# Offlinefähige Spiele für den Urlaub



## platinsd (22. März 2012)

*Offlinefähige Spiele für den Urlaub*

Guten Tag,

für die ruhigeren Stunden meines Osterurlaubs in Dänemark würde ich mich freuen, wenn ihr mir ein bis zwei gute Spiele empfehlen könntet. Natürlich sollten diese offline start- und spielbar sein, habe im letzten Urlaub Steamspiele und Starcraft2 nicht starten können -_-, deswegen informiere ich mich diesmal vorher.
Am besten sollten diese Spiele etwas Hardware schonend sein (Mittelklasse Laptop mit 512mb Graka.) und höchstens 20 euro kosten. Selbst habe ich schon über Klassiker wie WC3 oder die Gothicreihe nachgedacht.

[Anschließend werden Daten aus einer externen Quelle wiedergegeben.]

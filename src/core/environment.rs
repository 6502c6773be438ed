//! # Environment Context / 环境上下文
//!
//! A read-only view of a zendev environment: its name, directories, the
//! variables every child process receives and the repositories it manages.
//! The orchestrator only ever reads it.
//!
//! zendev 环境的只读视图：名称、目录、每个子进程接收的变量以及它管理的仓库。
//! 编排器只读取它。

use anyhow::{Context, Result, anyhow};
use std::collections::BTreeMap;
use std::path::{Path, PathBuf};

use crate::core::config::{EnvironmentConfig, load_environment_config};
use crate::core::models::OrchestrationError;
use crate::infra::fs::{expand_path, resolve_against};
use crate::infra::t;

pub const SRCROOT: &str = "SRCROOT";
pub const ZENHOME: &str = "ZENHOME";
pub const VAR_ZENOSS: &str = "VAR_ZENOSS";
pub const HOME: &str = "HOME";

const PACKAGE_PREFIX: &str = "ZenPacks.";

/// A repository checked out in the environment.
#[derive(Debug, Clone, PartialEq, Eq)]
pub struct Repository {
    pub name: String,
    pub path: PathBuf,
    pub products: Vec<String>,
}

impl Repository {
    /// The package identifier carried by this repository, if any: the last
    /// segment of its name when that segment starts with `ZenPacks.`.
    ///
    /// 此仓库携带的包标识符（如果有）：名称的最后一段以 `ZenPacks.` 开头时即为该段。
    pub fn package_id(&self) -> Option<&str> {
        let last = self.name.rsplit('/').next()?;
        last.starts_with(PACKAGE_PREFIX).then_some(last)
    }

    /// Whether the repository is part of `product`.
    pub fn belongs_to(&self, product: &str) -> bool {
        self.products.is_empty() || self.products.iter().any(|p| p == product)
    }
}

#[derive(Debug, Clone, PartialEq, Eq)]
pub struct ZenDevEnvironment {
    name: String,
    src_root: PathBuf,
    build_root: PathBuf,
    zen_home: PathBuf,
    var_zenoss: PathBuf,
    home: PathBuf,
    repositories: Vec<Repository>,
    extra_env: BTreeMap<String, String>,
}

impl ZenDevEnvironment {
    /// Loads the configuration at `path` and builds the environment from it.
    pub fn load(path: &Path) -> Result<Self> {
        let config = load_environment_config(path)?;
        Self::from_config(&config)
    }

    /// Builds the environment, expanding `~` and `$VAR` in every path and
    /// filling in the default directory layout below `root`.
    ///
    /// Path-valued entries of the `[env]` table (`SRCROOT`, `ZENHOME`,
    /// `VAR_ZENOSS`, `HOME`) take precedence over the matching fields. They are
    /// expanded and resolved against `root` like the fields, so the mounts, the
    /// repositories and the child environment all see the same absolute paths.
    ///
    /// 构建环境：展开每个路径中的 `~` 和 `$VAR`，并在 `root` 下补全默认目录布局。
    /// `[env]` 表中的路径型条目优先于对应字段，并与字段一样被展开并相对 `root` 解析。
    pub fn from_config(config: &EnvironmentConfig) -> Result<Self> {
        let root = expand_path(&config.root)?;
        let root = std::path::absolute(&root)
            .with_context(|| t!("config.root_unresolved", path = root.display()))?;

        let mut extra_env = config.env.clone();
        let mut take_override =
            |name: &str| extra_env.remove(name).filter(|value| !value.is_empty());
        let srcroot = take_override(SRCROOT).or_else(|| config.srcroot.clone());
        let zenhome = take_override(ZENHOME).or_else(|| config.zenhome.clone());
        let var_zenoss = take_override(VAR_ZENOSS).or_else(|| config.var_zenoss.clone());
        let home = take_override(HOME).or_else(|| config.home.clone());

        let dir = |value: &Option<String>, default: &str| -> Result<PathBuf> {
            match value {
                Some(raw) => Ok(resolve_against(&root, &expand_path(raw)?)),
                None => Ok(root.join(default)),
            }
        };

        let src_root = dir(&srcroot, "src")?;
        let build_root = dir(&config.buildroot, "build")?;
        let zen_home = dir(&zenhome, "zenhome")?;
        let var_zenoss = dir(&var_zenoss, "var_zenoss")?;
        let home = match &home {
            Some(raw) => resolve_against(&root, &expand_path(raw)?),
            None => std::env::var_os(HOME)
                .map(PathBuf::from)
                .filter(|path| path.is_absolute())
                .ok_or_else(|| anyhow!(OrchestrationError::MissingVariable { name: HOME.into() }))
                .context(t!("config.home_unknown"))?,
        };

        let repositories = config
            .repositories
            .iter()
            .map(|repo| {
                Ok(Repository {
                    name: repo.name.clone(),
                    path: resolve_against(&src_root, &expand_path(&repo.path)?),
                    products: repo.products.clone(),
                })
            })
            .collect::<Result<Vec<_>>>()?;

        Ok(Self {
            name: config.name.clone(),
            src_root,
            build_root,
            zen_home,
            var_zenoss,
            home,
            repositories,
            extra_env,
        })
    }

    pub fn name(&self) -> &str {
        &self.name
    }

    pub fn src_root(&self) -> &Path {
        &self.src_root
    }

    pub fn build_root(&self) -> &Path {
        &self.build_root
    }

    pub fn zen_home(&self) -> &Path {
        &self.zen_home
    }

    pub fn var_zenoss(&self) -> &Path {
        &self.var_zenoss
    }

    pub fn home(&self) -> &Path {
        &self.home
    }

    /// Variables layered over the environment of every child process: the
    /// resolved directories plus the remaining entries of the `[env]` table.
    ///
    /// 叠加到每个子进程环境上的变量：解析后的目录加上 `[env]` 表中的其余条目。
    pub fn env_vars(&self) -> BTreeMap<String, String> {
        let mut vars = BTreeMap::new();
        vars.insert(SRCROOT.to_string(), self.src_root.display().to_string());
        vars.insert(ZENHOME.to_string(), self.zen_home.display().to_string());
        vars.insert(VAR_ZENOSS.to_string(), self.var_zenoss.display().to_string());
        vars.insert(HOME.to_string(), self.home.display().to_string());
        vars.extend(self.extra_env.clone());
        vars
    }

    /// Looks up a path-valued variable from [`env_vars`](Self::env_vars).
    /// An absent or empty value is a [`OrchestrationError::MissingVariable`].
    pub fn path_var(&self, name: &str) -> Result<PathBuf> {
        self.env_vars()
            .remove(name)
            .filter(|value| !value.is_empty())
            .map(PathBuf::from)
            .ok_or_else(|| anyhow!(OrchestrationError::MissingVariable { name: name.into() }))
    }

    /// Returns the managed repositories matching `predicate`, in configuration order.
    pub fn repositories<P>(&self, predicate: P) -> Vec<&Repository>
    where
        P: Fn(&Repository) -> bool,
    {
        self.repositories.iter().filter(|repo| predicate(repo)).collect()
    }
}

#[cfg(test)]
mod tests {
    use super::*;
    use crate::core::config::parse_environment_config;

    fn sample() -> ZenDevEnvironment {
        let config = parse_environment_config(
            r#"
name = "dev"
root = "/envs/dev"
home = "/home/tester"
buildroot = "/scratch/build"

[[repositories]]
name = "control-center/serviced"
path = "golang/src/github.com/control-center/serviced"

[[repositories]]
name = "zenpacks/ZenPacks.zenoss.Example"
path = "/opt/packs/example"
products = ["resmgr"]

[env]
ZENHOME = "/opt/zenoss"
ZENDEV_FLAVOR = "nightly"
"#,
        )
        .unwrap();
        ZenDevEnvironment::from_config(&config).unwrap()
    }

    #[test]
    fn directories_default_below_root() {
        let env = sample();
        assert_eq!(env.src_root(), Path::new("/envs/dev/src"));
        assert_eq!(env.build_root(), Path::new("/scratch/build"));
        assert_eq!(env.zen_home(), Path::new("/opt/zenoss"));
        assert_eq!(env.var_zenoss(), Path::new("/envs/dev/var_zenoss"));
    }

    #[test]
    fn relative_repository_paths_resolve_against_srcroot() {
        let env = sample();
        let serviced = env.repositories(|r| r.name.ends_with("control-center/serviced"));
        assert_eq!(serviced.len(), 1);
        assert_eq!(
            serviced[0].path,
            Path::new("/envs/dev/src/golang/src/github.com/control-center/serviced")
        );
    }

    #[test]
    fn env_table_overrides_derived_variables() {
        let env = sample();
        let vars = env.env_vars();
        assert_eq!(vars[ZENHOME], "/opt/zenoss");
        assert_eq!(vars[SRCROOT], "/envs/dev/src");
        assert_eq!(vars["ZENDEV_FLAVOR"], "nightly");
        assert_eq!(env.path_var(HOME).unwrap(), Path::new("/home/tester"));
    }

    #[test]
    fn path_overrides_are_expanded_and_resolved_against_root() {
        let config = parse_environment_config(
            r#"
name = "dev"
root = "/envs/dev"
home = "people/tester"
var_zenoss = "/ignored"

[[repositories]]
name = "zenoss-prodbin"
path = "prodbin"

[env]
SRCROOT = "checkout"
VAR_ZENOSS = "state"
"#,
        )
        .unwrap();
        let env = ZenDevEnvironment::from_config(&config).unwrap();

        assert_eq!(env.src_root(), Path::new("/envs/dev/checkout"));
        assert_eq!(env.var_zenoss(), Path::new("/envs/dev/state"));
        assert_eq!(env.home(), Path::new("/envs/dev/people/tester"));
        assert_eq!(
            env.repositories(|_| true)[0].path,
            Path::new("/envs/dev/checkout/prodbin")
        );

        let vars = env.env_vars();
        assert_eq!(vars[SRCROOT], "/envs/dev/checkout");
        assert_eq!(vars[VAR_ZENOSS], "/envs/dev/state");
        assert_eq!(vars[HOME], "/envs/dev/people/tester");
    }

    #[test]
    fn package_ids_come_from_zenpack_repositories() {
        let env = sample();
        let ids: Vec<_> = env
            .repositories(|_| true)
            .into_iter()
            .filter_map(Repository::package_id)
            .collect();
        assert_eq!(ids, ["ZenPacks.zenoss.Example"]);
    }

    #[test]
    fn unknown_variable_is_missing() {
        let err = sample().path_var("NOPE").unwrap_err();
        assert!(matches!(
            err.downcast_ref::<OrchestrationError>(),
            Some(OrchestrationError::MissingVariable { .. })
        ));
    }
}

Vielleicht fallen euch ja ein paar passende Spiele ein, würde mich sehr freuen .

mfg 

platinsd.


----------



## michelthemaster (22. März 2012)

*AW: Offlinefähige Spiele für den Urlaub*

Hallo Kollege, hier mal meine Empfehlung:

AOE3 mit Addons -> macht immer Spaß und ist motivierend

Company of Heroes

Diablo 2 ^^

Half-Life 1

Gothic 1-3

Starcraft

Medieval 2

Gruß

Micha


----------



## XT1024 (22. März 2012)

*AW: Offlinefähige Spiele für den Urlaub*



platinsd schrieb:


> habe im letzten Urlaub Steamspiele (...) nicht starten können


https://support.steampowered.com/kb_article.php?ref=3160-AGCB-2555
evtl. klappts ja damit?


----------



## platinsd (23. März 2012)

*AW: Offlinefähige Spiele für den Urlaub*

Vielen Dank Euch beiden. Das mit Steam offline funktioniert, danke


----------



## 1000Foxi (23. März 2012)

Würde dir auch AoE 3 empfehlen, hab's mir am Montag bestellt, und bin sehr zufrieden


----------



## fac3l3ss (23. März 2012)

*AW: Offlinefähige Spiele für den Urlaub*

Wenn Steam bei dir offline funktioniert -> Deus Ex: Human Revolution!
Ein Rollenspiel-Egoshooter mit großem Stealthpotenzial! 
(Das Spiel ist momentan im Sale für 20€!)


MfG
fac3l3ss


----------



## agentsmith1612 (29. März 2012)

*AW: Offlinefähige Spiele für den Urlaub*

Vielleicht mal was ganz altes ?

Rollercoaster Tycoon oder Age of Empires oder auch GTA


----------



## Low (30. März 2012)

*AW: Offlinefähige Spiele für den Urlaub*

Pokemon mit Emulator für Android oder IPhone


----------



## biohaufen (30. März 2012)

*AW: Offlinefähige Spiele für den Urlaub*

Was ist das denn genau für eine Graka ? Sonst TDU 2 (15,50€)--> Avitos Computerversand

Vllt. Dirt/Dirt2


----------